Au Mexique, l'Etat sanctionne les grévistes
« Ils vont les virer ! » lit-on en Une du quotidien La Prensa. Le ministre mexicain de l’Education l’a annoncé hier, si les enseignants font grève plus de trois jours à partir du moment où la loi de réforme de l’éducation entre en vigueur, ils seront licenciés. La photo de Une montre une foule de manifestants, munis de pancartes réclamant l’abrogation de la loi qu'ils critiquent bruyamment depuis plusieurs semaines.
Hier, ils étaient encore 20 000 à manifester à Mexico à l’appel du CNTE, la fraction dissidente du principal syndicat de l’éducation dans le pays. Au total 70 000 professeurs sont toujours en grève. Conséquence : 2 millions d’enfants n’ont toujours pas repris l’école, depuis le 19 août.
Une loi phare du président Enrique Peña Nieto
Cette loi prévoit de contrôler régulièrement les enseignants. En clair, si la commission de contrôle juge qu'un professeur ne fait pas correctement son travail, son salaire et même son poste pourront désormais être menacés, alors qu'auparavant, seules les organisations professionnelles pouvaient décider des embauches et fixer les salaires.
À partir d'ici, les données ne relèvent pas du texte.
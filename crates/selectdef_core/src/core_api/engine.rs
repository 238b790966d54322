use std::fs;
use std::path::{Path, PathBuf};

use crate::backup::{create_backup, default_backup_dir};
use crate::document::{Document, EditError, StageEntry};
use crate::params::ParamString;
use crate::parser::Diagnostic;
use crate::slot::{GroupMember, Slot};

use super::error::{CoreError, CoreErrorCode};
use super::types::Summary;

#[derive(Debug, Clone, Copy)]
pub struct Engine {
    backups: bool,
}

/// An open roster: the parsed document plus where it came from.
#[derive(Debug)]
pub struct Session {
    path: Option<PathBuf>,
    document: Document,
    backups: bool,
    dirty: bool,
}

impl Default for Engine {
    fn default() -> Self {
        Self { backups: true }
    }
}

impl Engine {
    pub fn new() -> Self {
        Self::default()
    }

    /// Whether saving over an existing file copies it aside first.
    pub fn with_backups(mut self, enabled: bool) -> Self {
        self.backups = enabled;
        self
    }

    pub fn open_bytes<B: AsRef<[u8]>>(&self, bytes: B) -> Session {
        Session {
            path: None,
            document: Document::from_bytes(bytes.as_ref()),
            backups: self.backups,
            dirty: false,
        }
    }

    pub fn open_path(&self, path: impl AsRef<Path>) -> Result<Session, CoreError> {
        let path = path.as_ref();
        let bytes = fs::read(path).map_err(|e| {
            CoreError::new(
                CoreErrorCode::Io,
                format!("failed to read {}: {e}", path.display()),
            )
        })?;
        let mut session = self.open_bytes(bytes);
        session.path = Some(path.to_path_buf());
        tracing::debug!(path = %path.display(), slots = session.slots().len(), "opened roster");
        Ok(session)
    }
}

impl Session {
    pub fn path(&self) -> Option<&Path> {
        self.path.as_deref()
    }

    pub fn document(&self) -> &Document {
        &self.document
    }

    pub fn is_dirty(&self) -> bool {
        self.dirty
    }

    pub fn slots(&self) -> &[Slot] {
        self.document.slots()
    }

    pub fn slot(&self, index: usize) -> Option<&Slot> {
        self.document.slot(index)
    }

    pub fn stages(&self) -> &[StageEntry] {
        self.document.stages()
    }

    pub fn diagnostics(&self) -> &[Diagnostic] {
        self.document.diagnostics()
    }

    pub fn summary(&self) -> Summary {
        let mut summary = Summary::from_slots(self.slots());
        summary.stage_count = self.stages().len();
        summary.section_count = self.document.sections().len();
        summary.diagnostic_count = self.diagnostics().len();
        summary
    }

    pub fn character_params(&self, index: usize) -> Result<ParamString, CoreError> {
        let slot = self.slot(index).ok_or_else(|| {
            CoreError::from(EditError::SlotOutOfRange {
                index,
                len: self.slots().len(),
            })
        })?;
        slot.params()
            .ok_or_else(|| CoreError::from(EditError::NotASingle(index)))
    }

    pub fn stage_params(&self, index: usize) -> Result<ParamString, CoreError> {
        self.document
            .stage(index)
            .map(StageEntry::params)
            .ok_or_else(|| {
                CoreError::from(EditError::StageOutOfRange {
                    index,
                    len: self.stages().len(),
                })
            })
    }

    pub fn assign_character(&mut self, index: usize, character: &str) -> Result<(), CoreError> {
        self.edit(|doc| doc.assign_character(index, character))
    }

    pub fn set_random(&mut self, index: usize) -> Result<(), CoreError> {
        self.set_slot(index, Slot::random())
    }

    pub fn set_empty(&mut self, index: usize) -> Result<(), CoreError> {
        self.set_slot(index, Slot::empty())
    }

    pub fn clear_slot(&mut self, index: usize) -> Result<(), CoreError> {
        self.set_empty(index)
    }

    pub fn set_slot(&mut self, index: usize, slot: Slot) -> Result<(), CoreError> {
        self.edit(|doc| doc.set_slot(index, slot))
    }

    pub fn set_raw_params(&mut self, index: usize, raw: &str) -> Result<(), CoreError> {
        self.edit(|doc| doc.set_raw_params(index, raw))
    }

    pub fn clear_params(&mut self, index: usize) -> Result<(), CoreError> {
        self.set_raw_params(index, "")
    }

    pub fn set_character_param(
        &mut self,
        index: usize,
        key: &str,
        value: &str,
    ) -> Result<(), CoreError> {
        self.edit(|doc| doc.set_character_param(index, key, value))
    }

    pub fn set_character_stages(&mut self, index: usize, stages: &[String]) -> Result<(), CoreError> {
        self.edit(|doc| doc.set_character_stages(index, stages))
    }

    pub fn move_slot(&mut self, from: usize, to: usize) -> Result<(), CoreError> {
        self.edit(|doc| doc.move_slot(from, to))
    }

    pub fn swap_slots(&mut self, a: usize, b: usize) -> Result<(), CoreError> {
        self.edit(|doc| doc.swap_slots(a, b))
    }

    pub fn remove_slot(&mut self, index: usize) -> Result<Slot, CoreError> {
        self.edit(|doc| doc.remove_slot(index))
    }

    pub fn truncate_empty_tail(&mut self) -> usize {
        let removed = self.document.truncate_empty_tail();
        if removed > 0 {
            self.dirty = true;
        }
        removed
    }

    pub fn make_group(&mut self, index: usize, characters: &[String]) -> Result<(), CoreError> {
        let members: Vec<GroupMember> = characters
            .iter()
            .map(|c| c.trim())
            .filter(|c| !c.is_empty())
            .map(GroupMember::new)
            .collect();
        self.edit(|doc| doc.make_group(index, members))
    }

    pub fn convert_to_single(&mut self, index: usize) -> Result<(), CoreError> {
        self.edit(|doc| doc.convert_to_single(index))
    }

    pub fn add_group_member(&mut self, index: usize, character: &str) -> Result<(), CoreError> {
        let member = GroupMember::new(character.trim());
        self.edit(|doc| doc.add_group_member(index, member))
    }

    pub fn remove_group_member(&mut self, index: usize, member: usize) -> Result<GroupMember, CoreError> {
        self.edit(|doc| doc.remove_group_member(index, member))
    }

    pub fn move_group_member(&mut self, index: usize, from: usize, to: usize) -> Result<(), CoreError> {
        self.edit(|doc| doc.move_group_member(index, from, to))
    }

    pub fn set_group_member_field(
        &mut self,
        index: usize,
        member: usize,
        key: &str,
        value: &str,
    ) -> Result<(), CoreError> {
        self.edit(|doc| doc.set_group_member_field(index, member, key, value))
    }

    pub fn add_stage(&mut self, line: &str) -> Result<(), CoreError> {
        self.edit(|doc| doc.add_stage(line))
    }

    pub fn remove_stage(&mut self, index: usize) -> Result<StageEntry, CoreError> {
        self.edit(|doc| doc.remove_stage(index))
    }

    pub fn update_stage(&mut self, index: usize, line: &str) -> Result<(), CoreError> {
        self.edit(|doc| doc.update_stage(index, line))
    }

    pub fn set_stage_path(&mut self, index: usize, path: &str) -> Result<(), CoreError> {
        self.edit(|doc| doc.set_stage_path(index, path))
    }

    pub fn set_stage_param(&mut self, index: usize, key: &str, value: &str) -> Result<(), CoreError> {
        self.edit(|doc| doc.set_stage_param(index, key, value))
    }

    pub fn to_text(&self) -> String {
        self.document.to_text()
    }

    /// Rewrites the file the session was opened from.
    pub fn save(&mut self) -> Result<(), CoreError> {
        let path = self.path.clone().ok_or_else(|| {
            CoreError::new(CoreErrorCode::Io, "session has no file path to save to")
        })?;
        self.write_to(&path)
    }

    /// Writes to `path` and makes it the session's file.
    pub fn save_as(&mut self, path: impl AsRef<Path>) -> Result<(), CoreError> {
        let path = path.as_ref().to_path_buf();
        self.write_to(&path)?;
        self.path = Some(path);
        Ok(())
    }

    fn write_to(&mut self, path: &Path) -> Result<(), CoreError> {
        if self.backups
            && path.is_file()
            && let Err(e) = create_backup(path, &default_backup_dir(path))
        {
            tracing::warn!(path = %path.display(), error = %e, "backup failed, saving anyway");
        }

        if let Some(parent) = path.parent()
            && !parent.as_os_str().is_empty()
        {
            fs::create_dir_all(parent).map_err(|e| {
                CoreError::new(
                    CoreErrorCode::Io,
                    format!("failed to create {}: {e}", parent.display()),
                )
            })?;
        }

        fs::write(path, self.to_text()).map_err(|e| {
            CoreError::new(
                CoreErrorCode::Io,
                format!("failed to write {}: {e}", path.display()),
            )
        })?;
        self.dirty = false;
        tracing::debug!(path = %path.display(), "saved roster");
        Ok(())
    }

    fn edit<T>(
        &mut self,
        apply: impl FnOnce(&mut Document) -> Result<T, EditError>,
    ) -> Result<T, CoreError> {
        let out = apply(&mut self.document)?;
        self.dirty = true;
        Ok(out)
    }
}
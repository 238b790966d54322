//! Codec for the `positional, positional, key=value` parameter microsyntax
//! shared by character lines, slot-group member lines and stage lines.

use indexmap::IndexMap;
use serde::{Deserialize, Serialize};

/// Keys the character properties editor places deterministically.
pub const CHARACTER_MANAGED_KEYS: &[&str] = &[
    "music",
    "order",
    "ai",
    "rounds",
    "time",
    "vsscreen",
    "victoryscreen",
    "exclude",
    "single",
    "bonus",
    "includestage",
    "hidden",
    "unlock",
    "arcadepath",
    "ratiopath",
    "ordersurvival",
    "select",
    "next",
    "previous",
    "final.music",
    "victory.music",
    "life.music",
    "round.music",
    "round1.music",
    "round2.music",
    "round3.music",
    "round4.music",
    "round5.music",
    "round6.music",
    "round7.music",
    "round8.music",
    "round9.music",
];

/// Keys the stage properties editor places deterministically.
pub const STAGE_MANAGED_KEYS: &[&str] = &[
    "music",
    "final.music",
    "victory.music",
    "life.music",
    "round.music",
    "order",
    "unlock",
    "round1.music",
    "round2.music",
    "round3.music",
];

/// Keys a slot-group member line understands.
pub const MEMBER_MANAGED_KEYS: &[&str] = &["next", "previous", "select"];

const TOKEN_SEPARATOR: &str = ", ";

#[derive(Debug, Clone, Default, PartialEq, Eq, Serialize, Deserialize)]
pub struct ParamString {
    pub positional: Vec<String>,
    pub fields: IndexMap<String, String>,
}

impl ParamString {
    pub fn parse(raw: &str) -> Self {
        parse(raw)
    }

    pub fn is_empty(&self) -> bool {
        self.positional.is_empty() && self.fields.values().all(String::is_empty)
    }

    pub fn get(&self, key: &str) -> Option<&str> {
        self.fields
            .get(&normalize_key(key))
            .map(String::as_str)
            .filter(|value| !value.is_empty())
    }

    /// Sets `key` to `value`; an empty value removes the key.
    pub fn set(&mut self, key: &str, value: &str) {
        let key = normalize_key(key);
        let value = value.trim();
        if value.is_empty() {
            self.fields.shift_remove(&key);
        } else {
            self.fields.insert(key, value.to_string());
        }
    }

    pub fn remove(&mut self, key: &str) -> Option<String> {
        self.fields.shift_remove(&normalize_key(key))
    }

    pub fn first_positional(&self) -> Option<&str> {
        self.positional.first().map(String::as_str)
    }

    /// Replaces the positional tokens, dropping blank ones.
    pub fn set_positional<I, S>(&mut self, tokens: I)
    where
        I: IntoIterator<Item = S>,
        S: AsRef<str>,
    {
        self.positional = tokens
            .into_iter()
            .map(|token| token.as_ref().trim().to_string())
            .filter(|token| !token.is_empty())
            .collect();
    }

    pub fn to_string_with(&self, managed_keys: &[&str]) -> String {
        build(&self.fields, &self.positional, managed_keys)
    }
}

/// Splits `raw` on every comma. There is no quoting: a comma inside a value
/// always splits it.
pub fn parse(raw: &str) -> ParamString {
    let mut out = ParamString::default();
    for token in raw.split(',').map(str::trim).filter(|t| !t.is_empty()) {
        match token.split_once('=') {
            Some((key, value)) => {
                out.fields
                    .insert(normalize_key(key), value.trim().to_string());
            }
            None => out.positional.push(token.to_string()),
        }
    }
    out
}

/// Positional tokens first, then managed keys in `managed_keys` order, then
/// the remaining fields in map order. Empty values are never written.
pub fn build(
    fields: &IndexMap<String, String>,
    positional: &[String],
    managed_keys: &[&str],
) -> String {
    let mut parts: Vec<String> = positional.to_vec();

    for key in managed_keys {
        if let Some(value) = fields.get(*key)
            && !value.is_empty()
        {
            parts.push(format!("{key}={value}"));
        }
    }
    for (key, value) in fields {
        if managed_keys.contains(&key.as_str()) || value.is_empty() {
            continue;
        }
        parts.push(format!("{key}={value}"));
    }

    parts.join(TOKEN_SEPARATOR)
}

fn normalize_key(key: &str) -> String {
    key.trim().to_lowercase()
}

#[cfg(test)]
mod tests {
    use super::*;

    #[test]
    fn parse_splits_positional_and_fields() {
        let parsed = parse(" stages/a.def , Music = sound/a.mp3, order=2 ,, ");
        assert_eq!(parsed.positional, vec!["stages/a.def"]);
        assert_eq!(parsed.get("music"), Some("sound/a.mp3"));
        assert_eq!(parsed.get("ORDER"), Some("2"));
        assert_eq!(parsed.fields.len(), 2);
    }

    #[test]
    fn parse_splits_on_first_equals_only() {
        let parsed = parse("unlock=return a==b");
        assert_eq!(parsed.get("unlock"), Some("return a==b"));
    }

    #[test]
    fn parse_empty_input_yields_empty_result() {
        assert_eq!(parse(""), ParamString::default());
        assert!(parse(" , ,").is_empty());
    }

    #[test]
    fn build_places_managed_keys_before_passthrough() {
        let parsed = parse("kfm_stage.def, zzz=1, music=a.mp3, order=3, empty=");
        let rebuilt = build(&parsed.fields, &parsed.positional, &["order", "music"]);
        assert_eq!(rebuilt, "kfm_stage.def, order=3, music=a.mp3, zzz=1");
    }

    #[test]
    fn set_with_empty_value_removes_key() {
        let mut params = parse("order=1, music=a.mp3");
        params.set("Order", "  ");
        assert_eq!(params.get("order"), None);
        assert_eq!(params.to_string_with(&[]), "music=a.mp3");
    }

    #[test]
    fn set_existing_key_keeps_its_position() {
        let mut params = parse("a=1, b=2, c=3");
        params.set("b", "9");
        assert_eq!(params.to_string_with(&[]), "a=1, b=9, c=3");
    }

    #[test]
    fn set_positional_drops_blank_tokens() {
        let mut params = parse("old.def, order=1");
        params.set_positional(["  new.def ", ""]);
        assert_eq!(params.to_string_with(&["order"]), "new.def, order=1");
    }
}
Dans une interview accordée au quotidien El Informador, le ministre de l’Education assure que cette réforme met fin à l’héritage et à la vente des postes d'enseignants. Place donc au mérite, c'est en tout cas l'objectif fixé par le gouvernement.
Au Chili, la justice s'excuse pour son rôle pendant la dictature de Pinochet
40 ans après le coup d’Etat d'Augusto Pinochet, les magistrats demandent pardon au peuple chilien pour la responsabilité de la justice pendant les 17 années de dictature. « La Cour suprême n’a pas sû protéger les citoyens », regrette l’association des magistrats qui réunit plus des deux tiers des juges du pays dans une lettre adressée à la Cour suprême chilienne et dont le quotidien Tercera dévoile des extraits.
« La Cour suprême a manqué à son devoir de garant des droits fondamentaux et de protection des victimes face aux abus de l'Etat », ont déclaré les juges. De nombreux avocats avaient à l'époque déposé des mesures de protection à l'encontre des personnes qui étaient arrêtées et qui disparaissaient, mais ces demandes ont été systématiquement refusées par les juges alors en fonction. Entre 1973 et 1990, près de 3 200 personnes ont perdu la vie ou ont disparu. Mercredi 11 septembre le Chili commémorera le quarantième anniversaire du coup d’Etat militaire, qui a vu Augusto Pinochet prendre le pouvoir de force au socialiste Salvador Allende.